Showing machine learning results are statistically irrelevant This is a question as part of a paper review which was already published. The authors of the paper publish $R^2$ and RMSE in training but only RMSE in validation. Utilizing the published code, $R^2$ can be calculated on the validation data and is in fact negative in all cases, while RMSE matches what is published. It is a regression rather than classification task. There are roughly $45$ test cases using $2$ separate models (RF, ANN), meaning around $90$ generated models and $90$ predictions. Only $2$-$3$ of the $90$ predictions have a positive $R^2$ value and those are all below $0.1$!
I am trying to convince my team that the results are poor, but they want to ignore the $R^2$ findings and suggest that a "good" RMSE is enough. The RMSE looks okay but based on a hunch (negative $R^2$) I made two additional models (mean and last sample) which often match or beat the RMSE of the RF and ANN models published in the paper. The mean model just takes the mean of training and uses that in all predictions. The dataset is a timeseries (time-varying, usually $1$-$2$ samples per week), so the last sample model just uses the previous sample's value.
As my team wants to ignore the bad $R^2$, is there another way to show that the paper's RF and ANN models do not produce statistically relevant results? Perhaps there's a statistical test that I can use to show the results are not significant but I'm not sure where to begin.

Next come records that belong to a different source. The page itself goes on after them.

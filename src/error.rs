//! 统一的 API 错误类型与转换。

use axum::Json;
use axum::extract::multipart::MultipartError;
use axum::extract::multipart::MultipartRejection;
use axum::extract::rejection::{JsonRejection, QueryRejection};
use axum::http::StatusCode;
use axum::response::{IntoResponse, Response};
use serde_json::json;
use std::io::{self, ErrorKind};
use tracing::{error, warn};

use crate::paths::PathTraversal;
use crate::tenant_lock::LockTimeout;
use crate::workspace::StorageError;

#[derive(Debug)]
pub enum ApiError {
    BadRequest(String),
    Unauthorized,
    /// 携带被拒绝的输入，只写入日志。
    PathTraversal(String),
    NotFound(String),
    Conflict(String),
    LockTimeout,
    /// 携带完整错误细节，只写入日志。
    Internal(String),
}

impl ApiError {
    pub fn status(&self) -> StatusCode {
        match self {
            ApiError::BadRequest(_) => StatusCode::BAD_REQUEST,
            ApiError::Unauthorized => StatusCode::UNAUTHORIZED,
            ApiError::PathTraversal(_) => StatusCode::FORBIDDEN,
            ApiError::NotFound(_) => StatusCode::NOT_FOUND,
            ApiError::Conflict(_) => StatusCode::CONFLICT,
            ApiError::LockTimeout => StatusCode::SERVICE_UNAVAILABLE,
            ApiError::Internal(_) => StatusCode::INTERNAL_SERVER_ERROR,
        }
    }

    pub fn code(&self) -> &'static str {
        match self {
            ApiError::BadRequest(_) => "BAD_REQUEST",
            ApiError::Unauthorized => "UNAUTHORIZED",
            ApiError::PathTraversal(_) => "PATH_TRAVERSAL",
            ApiError::NotFound(_) => "NOT_FOUND",
            ApiError::Conflict(_) => "CONFLICT",
            ApiError::LockTimeout => "LOCK_TIMEOUT",
            ApiError::Internal(_) => "INTERNAL",
        }
    }

    /// 返回给调用方的消息，不包含任何服务端路径。
    pub fn public_message(&self) -> &str {
        match self {
            ApiError::BadRequest(msg) | ApiError::NotFound(msg) | ApiError::Conflict(msg) => msg,
            ApiError::Unauthorized => "unauthorized",
            ApiError::PathTraversal(_) => "path escapes workspace",
            ApiError::LockTimeout => "workspace is busy, retry later",
            ApiError::Internal(_) => "internal error",
        }
    }
}

impl IntoResponse for ApiError {
    fn into_response(self) -> Response {
        match &self {
            ApiError::PathTraversal(path) => warn!(path, "path traversal rejected"),
            ApiError::Internal(detail) => error!(detail, "internal storage failure"),
            ApiError::LockTimeout => warn!("tenant lock wait timed out"),
            _ => {}
        }
        let body = json!({
            "error": {
                "code": self.code(),
                "message": self.public_message(),
            }
        });
        (self.status(), Json(body)).into_response()
    }
}

impl From<StorageError> for ApiError {
    fn from(error: StorageError) -> Self {
        match error {
            StorageError::InvalidPath => ApiError::BadRequest("path contains a NUL byte".into()),
            StorageError::Traversal(err) => err.into(),
            StorageError::Io(err) => err.into(),
        }
    }
}

impl From<io::Error> for ApiError {
    fn from(err: io::Error) -> Self {
        match err.kind() {
            ErrorKind::NotFound => ApiError::NotFound("file or directory not found".into()),
            _ => ApiError::Internal(err.to_string()),
        }
    }
}

impl From<PathTraversal> for ApiError {
    fn from(err: PathTraversal) -> Self {
        ApiError::PathTraversal(err.path)
    }
}

impl From<LockTimeout> for ApiError {
    fn from(_: LockTimeout) -> Self {
        ApiError::LockTimeout
    }
}

impl From<JsonRejection> for ApiError {
    fn from(_: JsonRejection) -> Self {
        ApiError::BadRequest("invalid request body".into())
    }
}

impl From<QueryRejection> for ApiError {
    fn from(_: QueryRejection) -> Self {
        ApiError::BadRequest("invalid query parameters".into())
    }
}

impl From<MultipartRejection> for ApiError {
    fn from(_: MultipartRejection) -> Self {
        ApiError::BadRequest("expected a multipart/form-data body".into())
    }
}

impl From<MultipartError> for ApiError {
    fn from(err: MultipartError) -> Self {
        ApiError::BadRequest(err.body_text())
    }
}
use chrono::NaiveDate;
use hemolink::donors::{
    BloodGroup, DonorDirectory, DonorPatch, DonorSearch, DonorStatus, InMemoryDonorDirectory,
    NewDonor,
};

fn register(
    directory: &InMemoryDonorDirectory,
    name: &str,
    group: BloodGroup,
    location: &str,
) -> hemolink::donors::DonorId {
    directory
        .create(NewDonor {
            name: name.to_string(),
            blood_group: group,
            location: location.to_string(),
            contact_number: "9840000000".to_string(),
            email: format!("{}@example.com", name.to_lowercase().replace(' ', ".")),
            last_donation: NaiveDate::from_ymd_opt(2026, 4, 18).expect("valid date"),
        })
        .expect("donor registered")
}

fn seeded_directory() -> InMemoryDonorDirectory {
    let directory = InMemoryDonorDirectory::new();
    register(&directory, "Arun Kumar", BloodGroup::OPositive, "Anna Nagar");
    register(&directory, "Meena", BloodGroup::OPositive, "Velachery");
    register(&directory, "Joseph", BloodGroup::ANegative, "T Nagar");
    register(&directory, "Priya", BloodGroup::OPositive, "Ashok Nagar");
    directory
}

#[test]
fn match_stage_restricts_group_exactly_then_filters_location() {
    let directory = seeded_directory();
    let search = DonorSearch::default();

    let matched = search.run(
        Some(BloodGroup::OPositive),
        "nagar",
        directory.list_all().expect("scan"),
    );

    assert!(matched
        .iter()
        .all(|donor| donor.blood_group == BloodGroup::OPositive));
    let names: Vec<&str> = matched.iter().map(|donor| donor.name.as_str()).collect();
    // Directory scan is newest first, and the filter preserves that order.
    assert_eq!(names, vec!["Priya", "Arun Kumar"]);
}

#[test]
fn unconstrained_match_returns_the_whole_scan() {
    let directory = seeded_directory();
    let search = DonorSearch::default();

    let scan = directory.list_all().expect("scan");
    let scanned: Vec<String> = scan.iter().map(|donor| donor.name.clone()).collect();
    let matched = search.run(None, "", scan);

    let names: Vec<String> = matched.iter().map(|donor| donor.name.clone()).collect();
    assert_eq!(names, scanned);
}

#[test]
fn misspelled_query_still_finds_nearby_locations() {
    let directory = seeded_directory();
    let search = DonorSearch::default();

    let matched = search.run(
        Some(BloodGroup::OPositive),
        "velachari",
        directory.list_all().expect("scan"),
    );

    assert_eq!(matched.len(), 1);
    assert_eq!(matched[0].name, "Meena");
}

#[test]
fn deactivated_donors_remain_visible_to_the_scan() {
    let directory = InMemoryDonorDirectory::new();
    let id = register(&directory, "Arun Kumar", BloodGroup::OPositive, "Anna Nagar");
    directory
        .update(
            &id,
            DonorPatch {
                status: Some(DonorStatus::Inactive),
                ..DonorPatch::default()
            },
        )
        .expect("donor updated");

    // Status policy lives with the caller; the match stage does not
    // second-guess the directory contents.
    let matched = DonorSearch::default().run(None, "nagar", directory.list_all().expect("scan"));
    assert_eq!(matched.len(), 1);
    assert_eq!(matched[0].status, DonorStatus::Inactive);
}
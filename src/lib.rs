//! Coordination core for urgent blood-donation requests.
//!
//! The crate owns the request lifecycle state machine
//! (`pending → matching → contacting → awaiting → secured`), the donor match
//! stage over a directory scan, the outreach webhook trigger, and the
//! timer-driven fallback simulation used when the automation endpoint cannot
//! be confirmed. The surrounding application plugs in through the
//! [`requests::RequestStore`] and [`donors::DonorDirectory`] boundaries and
//! observes changes through [`requests::RequestLifecycleEngine::subscribe`].

pub mod config;
pub mod donors;
pub mod error;
pub mod fuzzy;
pub mod requests;
pub mod telemetry;

pub use error::AppError;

As an aside, the problem in this domain is often also formulated as a binary classification task with a given threshold. In this direction, the paper's code actually manually attempts to calculate AUROC but appears to fail in doing so. However, the details of the AUROC calculation are not provided in the paper, leaving readers to assume that the standard AUROC method is applied! Rather than using a library to calculate the AUROC, the code calculates it manually using some sort of a bootstrapping process. When I use sklearn's scoring methods for AUROC, it appears all of the $90$ models are around or below $0.5$ (i.e. completely random or even broken!) Perhaps $1$-$3$ models (out of $90$) make a prediction around $0.6$ or $0.7$. Again, the team wants to ignore this as the main focus of the paper is apparently the regression task.
Edit: Regarding a negative $R^2$ value, the authors calculate $R^2$ using sklearn's r2_score method (https://scikit-learn.org/stable/modules/generated/sklearn.metrics.r2_score.html). According to the documentation: "Best possible score is 1.0 and it can be negative (because the model can be arbitrarily worse)."

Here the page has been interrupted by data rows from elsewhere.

use std::collections::HashMap;
use std::sync::atomic::{AtomicBool, AtomicU64, Ordering};
use std::sync::{Arc, Mutex};

use chrono::Utc;
use tracing::{info, warn};

use super::domain::{
    BloodRequest, NewRequest, RequestId, RequestStage, TimelineEvent, ValidationError,
};
use super::outreach::{OutreachOutcome, OutreachPayload, OutreachTrigger};
use super::simulator::FallbackSimulator;
use super::store::{RequestStore, StoreError, TransitionPatch};
use crate::donors::{DonorDirectory, DonorSearch};

/// Error raised by the lifecycle engine.
#[derive(Debug, thiserror::Error)]
pub enum EngineError {
    #[error(transparent)]
    Validation(#[from] ValidationError),
    #[error("no transition from {from} to {to}")]
    InvalidTransition {
        from: RequestStage,
        to: RequestStage,
    },
    #[error("request {0} not found")]
    NotFound(RequestId),
    #[error(transparent)]
    Store(#[from] StoreError),
}

static REQUEST_SEQUENCE: AtomicU64 = AtomicU64::new(1);

fn next_request_id() -> RequestId {
    let id = REQUEST_SEQUENCE.fetch_add(1, Ordering::Relaxed);
    RequestId(format!("req-{id:06}"))
}

type SubscriberCallback = Arc<dyn Fn(Vec<BloodRequest>) + Send + Sync>;

struct Subscriber {
    org_id: String,
    callback: SubscriberCallback,
    active: Arc<AtomicBool>,
}

/// Handle returned by [`RequestLifecycleEngine::subscribe`]. Dropping the
/// handle keeps the subscription alive; call [`cancel`](Self::cancel) to end
/// it. Cancellation is immediate: no new callback starts afterwards.
pub struct SubscriptionHandle {
    id: u64,
    active: Arc<AtomicBool>,
    registry: Arc<Mutex<HashMap<u64, Subscriber>>>,
}

impl SubscriptionHandle {
    pub fn cancel(self) {
        self.active.store(false, Ordering::Release);
        self.registry
            .lock()
            .expect("subscriber registry poisoned")
            .remove(&self.id);
    }
}

struct MatchStage {
    directory: Arc<dyn DonorDirectory>,
    search: DonorSearch,
}

/// Owner of the request state machine. Creates requests, runs the donor
/// match stage, serializes stage transitions, dispatches outreach, and
/// streams per-org snapshots to subscribers.
pub struct RequestLifecycleEngine<S> {
    store: Arc<S>,
    outreach: Arc<dyn OutreachTrigger>,
    simulator: Arc<FallbackSimulator>,
    matching: Option<MatchStage>,
    subscribers: Arc<Mutex<HashMap<u64, Subscriber>>>,
    subscriber_sequence: AtomicU64,
    transition_locks: Mutex<HashMap<RequestId, Arc<Mutex<()>>>>,
}

impl<S> RequestLifecycleEngine<S>
where
    S: RequestStore + 'static,
{
    pub fn new(
        store: Arc<S>,
        outreach: Arc<dyn OutreachTrigger>,
        simulator: Arc<FallbackSimulator>,
    ) -> Self {
        Self {
            store,
            outreach,
            simulator,
            matching: None,
            subscribers: Arc::new(Mutex::new(HashMap::new())),
            subscriber_sequence: AtomicU64::new(1),
            transition_locks: Mutex::new(HashMap::new()),
        }
    }

    /// Enable the donor match stage: each new request ranks the directory by
    /// its blood group and location before outreach is attempted.
    pub fn with_donor_matching(
        mut self,
        directory: Arc<dyn DonorDirectory>,
        search: DonorSearch,
    ) -> Self {
        self.matching = Some(MatchStage { directory, search });
        self
    }

    pub fn simulator(&self) -> &Arc<FallbackSimulator> {
        &self.simulator
    }

    /// Validate and persist a new request, then dispatch outreach in the
    /// background. The caller gets the assigned id before outreach resolves;
    /// outreach failures never roll the request back.
    pub fn create_request(self: &Arc<Self>, data: NewRequest) -> Result<RequestId, EngineError> {
        data.validate()?;

        let id = next_request_id();
        let now = Utc::now();
        let request = BloodRequest {
            id: id.clone(),
            patient_name: data.patient_name,
            patient_phone: data.patient_phone,
            blood_group: data.blood_group,
            location: data.location,
            urgency: data.urgency,
            org_id: data.org_id,
            status: RequestStage::Pending,
            progress: RequestStage::Pending.progress(),
            timeline: vec![TimelineEvent::at(RequestStage::Pending, now)],
            created_at: now,
        };

        let stored = self.store.create(request)?;
        info!(request_id = %id, org_id = %stored.org_id, "blood request created");
        self.notify(&stored.org_id);

        let engine = Arc::clone(self);
        let payload = OutreachPayload::from_request(&stored);
        tokio::spawn(async move {
            engine.dispatch_outreach(payload).await;
        });

        Ok(id)
    }

    async fn dispatch_outreach(self: Arc<Self>, payload: OutreachPayload) {
        let request_id = payload.request_id.clone();

        if let Some(stage) = &self.matching {
            match stage.directory.list_all() {
                Ok(donors) => {
                    let candidates =
                        stage
                            .search
                            .run(Some(payload.blood_group), &payload.location, donors);
                    info!(%request_id, candidates = candidates.len(), "donor match stage completed");
                }
                Err(err) => {
                    warn!(%request_id, error = %err, "donor directory scan failed");
                }
            }
        }

        match self.outreach.trigger(payload).await {
            OutreachOutcome::Confirmed => {
                // External automation owns the remaining transitions; they
                // arrive through `advance` via an out-of-scope ingress.
                info!(%request_id, "outreach confirmed, awaiting external progress");
            }
            OutreachOutcome::Unreachable(reason) => {
                warn!(%request_id, %reason, "outreach unreachable, starting fallback simulation");
                let simulator = Arc::clone(&self.simulator);
                if let Err(err) = simulator.start(Arc::clone(&self), request_id.clone()) {
                    warn!(%request_id, error = %err, "fallback simulation not started");
                }
            }
        }
    }

    /// Move a request to the immediate successor of its stored stage.
    /// Transitions for one request are serialized; out-of-order callers get
    /// `InvalidTransition` and mutate nothing. Subscribers of the owning org
    /// are notified before this returns.
    pub fn advance(
        &self,
        request_id: &RequestId,
        next: RequestStage,
    ) -> Result<BloodRequest, EngineError> {
        let updated = {
            let lock = self.transition_lock(request_id);
            let _guard = lock.lock().expect("transition lock poisoned");

            let current = self
                .store
                .fetch(request_id)?
                .ok_or_else(|| EngineError::NotFound(request_id.clone()))?;

            if current.status.successor() != Some(next) {
                return Err(EngineError::InvalidTransition {
                    from: current.status,
                    to: next,
                });
            }

            self.store.patch(
                request_id,
                TransitionPatch {
                    status: next,
                    progress: next.progress(),
                    event: TimelineEvent::at(next, Utc::now()),
                },
            )?
        };

        info!(%request_id, stage = %next, progress = updated.progress, "request advanced");
        self.notify(&updated.org_id);
        Ok(updated)
    }

    /// Register a live observer for one organization's requests. The callback
    /// receives the full snapshot, newest first, on every change to that
    /// org's set. Orgs are strictly partitioned.
    pub fn subscribe<F>(&self, org_id: &str, callback: F) -> SubscriptionHandle
    where
        F: Fn(Vec<BloodRequest>) + Send + Sync + 'static,
    {
        let id = self.subscriber_sequence.fetch_add(1, Ordering::Relaxed);
        let active = Arc::new(AtomicBool::new(true));

        self.subscribers
            .lock()
            .expect("subscriber registry poisoned")
            .insert(
                id,
                Subscriber {
                    org_id: org_id.to_string(),
                    callback: Arc::new(callback),
                    active: Arc::clone(&active),
                },
            );

        SubscriptionHandle {
            id,
            active,
            registry: Arc::clone(&self.subscribers),
        }
    }

    /// Every request across all organizations, newest first. Read-side
    /// aggregation only; the state machine never consumes this.
    pub fn list_all(&self) -> Result<Vec<BloodRequest>, EngineError> {
        Ok(self.store.list_all()?)
    }

    fn transition_lock(&self, request_id: &RequestId) -> Arc<Mutex<()>> {
        let mut locks = self
            .transition_locks
            .lock()
            .expect("transition lock table poisoned");
        Arc::clone(locks.entry(request_id.clone()).or_default())
    }

    /// Push the current snapshot to every live subscriber of `org_id`. Runs
    /// inside the mutating operation, after the write committed and the
    /// per-request guard was released (callbacks may re-enter the engine).
    fn notify(&self, org_id: &str) {
        let targets: Vec<(Arc<AtomicBool>, SubscriberCallback)> = {
            let registry = self.subscribers.lock().expect("subscriber registry poisoned");
            registry
                .values()
                .filter(|subscriber| subscriber.org_id == org_id)
                .map(|subscriber| {
                    (
                        Arc::clone(&subscriber.active),
                        Arc::clone(&subscriber.callback),
                    )
                })
                .collect()
        };

        if targets.is_empty() {
            return;
        }

        let snapshot = match self.store.list_by_org(org_id) {
            Ok(snapshot) => snapshot,
            Err(err) => {
                warn!(%org_id, error = %err, "subscriber snapshot unavailable");
                return;
            }
        };

        for (active, callback) in targets {
            if active.load(Ordering::Acquire) {
                callback(snapshot.clone());
            }
        }
    }
}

Edit 2: This question was previously posted on Data Science (https://datascience.stackexchange.com/questions/112554/showing-machine-learning-results-are-statistically-irrelevant) but moved here after feedback. Before moving, the feedback there suggested a few things including: $0$ or less $R^2$ means that a guess would be better (which is why I included models for mean and t-1); and perhaps it's wise to be skeptical of such a model. Also, it should be noted that as a team we're looking to improve on the paper's results leading to a publication. Perhaps, to help prove insignificance of the results, I could simply show a tally of how many times mean/last sample beat or match the paper's models? (Based on both RMSE and $R^2$, the mean model beat the paper's models in a subset of 17/30 tests which we're presently reviewing.)
 A: You answered yourself:

I made two additional models (mean and last sample) which often match or beat the RMSE of the RF and ANN models published in the paper. The mean model just takes the mean of training and uses that in all predictions. The dataset is a timeseries (time-varying, usually 1-2 samples per week), so the last sample model just uses the previous sample's value.

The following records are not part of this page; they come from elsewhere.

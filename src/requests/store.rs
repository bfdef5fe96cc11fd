use std::collections::HashMap;
use std::sync::{Arc, Mutex};

use serde::{Deserialize, Serialize};

use super::domain::{BloodRequest, RequestId, RequestStage, TimelineEvent};

/// Atomic transition applied to a stored request: status and progress are
/// overwritten together and the event is appended to the timeline.
#[derive(Debug, Clone, Serialize, Deserialize)]
#[serde(rename_all = "camelCase")]
pub struct TransitionPatch {
    pub status: RequestStage,
    pub progress: u8,
    pub event: TimelineEvent,
}

/// Keyed document store for requests. The engine owns all mutations; readers
/// get snapshots ordered newest first.
pub trait RequestStore: Send + Sync {
    fn create(&self, request: BloodRequest) -> Result<BloodRequest, StoreError>;
    fn fetch(&self, id: &RequestId) -> Result<Option<BloodRequest>, StoreError>;
    fn patch(&self, id: &RequestId, patch: TransitionPatch) -> Result<BloodRequest, StoreError>;
    fn list_by_org(&self, org_id: &str) -> Result<Vec<BloodRequest>, StoreError>;
    fn list_all(&self) -> Result<Vec<BloodRequest>, StoreError>;
}

/// Error enumeration for store failures.
#[derive(Debug, thiserror::Error)]
pub enum StoreError {
    #[error("request already exists")]
    Conflict,
    #[error("request not found")]
    NotFound,
    #[error("request store unavailable: {0}")]
    Unavailable(String),
}

/// Process-local store backing tests and standalone deployments.
#[derive(Default, Clone)]
pub struct InMemoryRequestStore {
    records: Arc<Mutex<HashMap<RequestId, BloodRequest>>>,
}

impl InMemoryRequestStore {
    pub fn new() -> Self {
        Self::default()
    }
}

fn sorted_newest_first(mut requests: Vec<BloodRequest>) -> Vec<BloodRequest> {
    requests.sort_by(|a, b| b.created_at.cmp(&a.created_at).then(b.id.0.cmp(&a.id.0)));
    requests
}

impl RequestStore for InMemoryRequestStore {
    fn create(&self, request: BloodRequest) -> Result<BloodRequest, StoreError> {
        let mut guard = self.records.lock().expect("request store mutex poisoned");
        if guard.contains_key(&request.id) {
            return Err(StoreError::Conflict);
        }
        guard.insert(request.id.clone(), request.clone());
        Ok(request)
    }

    fn fetch(&self, id: &RequestId) -> Result<Option<BloodRequest>, StoreError> {
        let guard = self.records.lock().expect("request store mutex poisoned");
        Ok(guard.get(id).cloned())
    }

    fn patch(&self, id: &RequestId, patch: TransitionPatch) -> Result<BloodRequest, StoreError> {
        let mut guard = self.records.lock().expect("request store mutex poisoned");
        let record = guard.get_mut(id).ok_or(StoreError::NotFound)?;

        record.status = patch.status;
        record.progress = patch.progress;
        record.timeline.push(patch.event);

        Ok(record.clone())
    }

    fn list_by_org(&self, org_id: &str) -> Result<Vec<BloodRequest>, StoreError> {
        let guard = self.records.lock().expect("request store mutex poisoned");
        let requests = guard
            .values()
            .filter(|request| request.org_id == org_id)
            .cloned()
            .collect();
        Ok(sorted_newest_first(requests))
    }

    fn list_all(&self) -> Result<Vec<BloodRequest>, StoreError> {
        let guard = self.records.lock().expect("request store mutex poisoned");
        Ok(sorted_newest_first(guard.values().cloned().collect()))
    }
}

#[cfg(test)]
mod tests {
    use super::*;
    use crate::donors::BloodGroup;
    use crate::requests::domain::Urgency;
    use chrono::{Duration, Utc};

    fn request(id: u32, org_id: &str, minutes_ago: i64) -> BloodRequest {
        let created_at = Utc::now() - Duration::minutes(minutes_ago);
        BloodRequest {
            id: RequestId(format!("req-{id:06}")),
            patient_name: "Ravi".to_string(),
            patient_phone: "9840012345".to_string(),
            blood_group: BloodGroup::OPositive,
            location: "Anna Nagar".to_string(),
            urgency: Urgency::High,
            org_id: org_id.to_string(),
            status: RequestStage::Pending,
            progress: 0,
            timeline: vec![TimelineEvent::at(RequestStage::Pending, created_at)],
            created_at,
        }
    }

    #[test]
    fn create_rejects_duplicate_ids() {
        let store = InMemoryRequestStore::new();
        store.create(request(1, "org-a", 0)).expect("creates");
        let err = store.create(request(1, "org-a", 0)).expect_err("duplicate");
        assert!(matches!(err, StoreError::Conflict));
    }

    #[test]
    fn patch_overwrites_status_and_appends_event() {
        let store = InMemoryRequestStore::new();
        store.create(request(2, "org-a", 0)).expect("creates");

        let id = RequestId("req-000002".to_string());
        let updated = store
            .patch(
                &id,
                TransitionPatch {
                    status: RequestStage::Matching,
                    progress: RequestStage::Matching.progress(),
                    event: TimelineEvent::at(RequestStage::Matching, Utc::now()),
                },
            )
            .expect("patches");

        assert_eq!(updated.status, RequestStage::Matching);
        assert_eq!(updated.progress, 40);
        assert_eq!(updated.timeline.len(), 2);
        assert_eq!(updated.timeline.last().map(|e| e.status), Some(RequestStage::Matching));
    }

    #[test]
    fn patch_of_missing_request_is_not_found() {
        let store = InMemoryRequestStore::new();
        let err = store
            .patch(
                &RequestId("req-999999".to_string()),
                TransitionPatch {
                    status: RequestStage::Matching,
                    progress: 40,
                    event: TimelineEvent::at(RequestStage::Matching, Utc::now()),
                },
            )
            .expect_err("missing record");
        assert!(matches!(err, StoreError::NotFound));
    }

    #[test]
    fn listings_partition_by_org_and_order_newest_first() {
        let store = InMemoryRequestStore::new();
        store.create(request(3, "org-a", 30)).expect("creates");
        store.create(request(4, "org-b", 20)).expect("creates");
        store.create(request(5, "org-a", 10)).expect("creates");

        let org_a = store.list_by_org("org-a").expect("lists");
        let ids: Vec<&str> = org_a.iter().map(|r| r.id.0.as_str()).collect();
        assert_eq!(ids, vec!["req-000005", "req-000003"]);

        let all = store.list_all().expect("lists");
        let ids: Vec<&str> = all.iter().map(|r| r.id.0.as_str()).collect();
        assert_eq!(ids, vec!["req-000005", "req-000004", "req-000003"]);
    }
}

You benchmarked the result with trivial models and they outperform the model. This is enough to discard the model. What you did is a pretty standard procedure for validating time-series models.
Negative $R^2$ are consistent with your benchmarks. In fact, $R^2$ already compares the model to the mean model because it is defined as
$$
R^2 = 1 - \frac{\sum_i (y_i - \hat y_i)^2}{\sum_i (y_i - \bar y_i)^2}
$$
so the numerator is the sum of squared errors of the model and the denominator is sum of squared errors of the mean model. Your model should have a smaller squared error than the mean model for it to be positive.
Maybe the authors of the published paper didn't run the sanity check? Many crappy results somehow get published.
I'm afraid that if reasonable arguments like comparing the results to the benchmarks don't convince your colleagues, I doubt “a statistical test” will. They already are willing to ignore the results they don't like, so it seems rather hopeless.
A: Piggybacking on Tim's answer. You clearly already have trained a better model, so just show your colleagues its results.
Here's a note, though:
R2 score could prove to be an unreliable metric depending on the problem. For example, a regression model predicting the price of a stock in the following day. Any small amount of correlation beyond a random guess (or convergence to the mean) would make you a millionaire!
To summarize, not all low R2 scores are bad.